:: How to complete this task ::
What is needed is every line of the data that includes the word "unwrap". Please copy each one.

:: Material for the task ::
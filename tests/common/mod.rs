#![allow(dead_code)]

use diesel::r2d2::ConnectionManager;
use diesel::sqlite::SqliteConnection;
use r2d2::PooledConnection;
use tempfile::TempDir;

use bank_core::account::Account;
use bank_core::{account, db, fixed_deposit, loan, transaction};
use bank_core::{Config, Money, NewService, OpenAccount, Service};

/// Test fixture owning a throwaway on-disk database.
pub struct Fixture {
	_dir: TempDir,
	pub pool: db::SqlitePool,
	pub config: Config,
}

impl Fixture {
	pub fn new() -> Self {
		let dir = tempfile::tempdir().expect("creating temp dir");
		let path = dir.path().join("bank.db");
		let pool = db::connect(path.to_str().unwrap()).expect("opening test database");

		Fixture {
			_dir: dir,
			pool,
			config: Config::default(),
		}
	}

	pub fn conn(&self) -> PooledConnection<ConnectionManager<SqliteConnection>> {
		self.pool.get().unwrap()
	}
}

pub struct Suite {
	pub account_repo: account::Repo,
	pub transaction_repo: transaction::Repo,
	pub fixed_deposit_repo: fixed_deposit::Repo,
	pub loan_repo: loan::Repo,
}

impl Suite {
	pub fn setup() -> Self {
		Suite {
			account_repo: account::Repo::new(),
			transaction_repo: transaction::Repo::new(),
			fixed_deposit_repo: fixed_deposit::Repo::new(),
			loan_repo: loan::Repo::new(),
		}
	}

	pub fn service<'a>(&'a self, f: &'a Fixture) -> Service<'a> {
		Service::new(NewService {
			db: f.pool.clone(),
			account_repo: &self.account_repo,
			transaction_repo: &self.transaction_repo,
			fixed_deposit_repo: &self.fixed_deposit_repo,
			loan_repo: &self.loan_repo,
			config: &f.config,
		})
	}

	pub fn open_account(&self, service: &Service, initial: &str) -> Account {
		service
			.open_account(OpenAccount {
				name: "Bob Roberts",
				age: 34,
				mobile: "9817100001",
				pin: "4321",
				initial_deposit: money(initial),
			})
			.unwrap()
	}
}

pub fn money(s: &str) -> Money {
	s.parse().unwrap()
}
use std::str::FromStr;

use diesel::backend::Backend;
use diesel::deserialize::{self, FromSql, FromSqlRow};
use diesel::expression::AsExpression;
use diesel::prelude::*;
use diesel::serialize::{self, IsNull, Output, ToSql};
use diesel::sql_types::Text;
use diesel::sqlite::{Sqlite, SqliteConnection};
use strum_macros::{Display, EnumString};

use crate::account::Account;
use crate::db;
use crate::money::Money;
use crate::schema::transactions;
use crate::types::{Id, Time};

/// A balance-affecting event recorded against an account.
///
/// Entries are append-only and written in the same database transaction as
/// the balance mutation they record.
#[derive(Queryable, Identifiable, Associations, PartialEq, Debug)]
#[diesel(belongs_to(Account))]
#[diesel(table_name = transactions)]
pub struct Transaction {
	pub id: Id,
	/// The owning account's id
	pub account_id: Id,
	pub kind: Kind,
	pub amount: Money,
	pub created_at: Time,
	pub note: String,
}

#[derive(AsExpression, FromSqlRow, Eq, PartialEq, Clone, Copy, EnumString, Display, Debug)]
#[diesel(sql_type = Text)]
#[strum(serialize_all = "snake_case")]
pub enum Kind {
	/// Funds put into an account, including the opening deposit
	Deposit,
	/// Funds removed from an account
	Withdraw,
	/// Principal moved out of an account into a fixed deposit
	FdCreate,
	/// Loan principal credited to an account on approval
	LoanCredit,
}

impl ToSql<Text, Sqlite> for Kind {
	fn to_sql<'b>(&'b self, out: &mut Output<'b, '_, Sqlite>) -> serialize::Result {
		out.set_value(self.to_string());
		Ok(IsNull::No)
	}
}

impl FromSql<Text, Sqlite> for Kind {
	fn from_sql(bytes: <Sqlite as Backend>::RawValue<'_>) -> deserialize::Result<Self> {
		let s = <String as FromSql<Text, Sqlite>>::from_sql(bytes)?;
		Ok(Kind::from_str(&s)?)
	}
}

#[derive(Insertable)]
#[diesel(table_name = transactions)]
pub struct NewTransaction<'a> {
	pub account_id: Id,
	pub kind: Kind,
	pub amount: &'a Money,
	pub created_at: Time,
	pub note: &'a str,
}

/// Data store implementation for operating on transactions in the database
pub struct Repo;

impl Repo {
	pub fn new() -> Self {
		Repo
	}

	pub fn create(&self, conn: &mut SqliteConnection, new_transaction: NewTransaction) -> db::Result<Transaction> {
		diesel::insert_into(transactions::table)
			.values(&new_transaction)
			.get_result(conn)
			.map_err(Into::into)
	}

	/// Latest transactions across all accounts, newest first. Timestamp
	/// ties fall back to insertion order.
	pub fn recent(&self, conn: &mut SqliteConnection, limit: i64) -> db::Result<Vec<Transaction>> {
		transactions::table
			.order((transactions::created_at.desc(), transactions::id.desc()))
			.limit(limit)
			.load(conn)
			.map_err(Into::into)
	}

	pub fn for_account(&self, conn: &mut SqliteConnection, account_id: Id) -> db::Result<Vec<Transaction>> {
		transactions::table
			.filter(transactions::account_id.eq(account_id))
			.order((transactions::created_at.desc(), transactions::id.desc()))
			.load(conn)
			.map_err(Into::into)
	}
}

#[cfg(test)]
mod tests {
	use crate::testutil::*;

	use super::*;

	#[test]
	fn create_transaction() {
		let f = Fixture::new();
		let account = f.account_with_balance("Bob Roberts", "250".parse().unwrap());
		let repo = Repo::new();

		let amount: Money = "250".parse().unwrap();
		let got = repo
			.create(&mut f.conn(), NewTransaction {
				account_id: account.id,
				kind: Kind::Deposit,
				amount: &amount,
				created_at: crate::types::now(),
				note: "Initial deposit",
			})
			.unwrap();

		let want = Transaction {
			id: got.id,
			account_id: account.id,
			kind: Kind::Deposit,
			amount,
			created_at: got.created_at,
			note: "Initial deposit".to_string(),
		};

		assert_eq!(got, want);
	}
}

:: Answer to this task ::
		let pool = db::connect(path.to_str().unwrap()).expect("opening test database");
		self.pool.get().unwrap()
			.unwrap()
	s.parse().unwrap()
		let account = f.account_with_balance("Bob Roberts", "250".parse().unwrap());
		let amount: Money = "250".parse().unwrap();
			.unwrap();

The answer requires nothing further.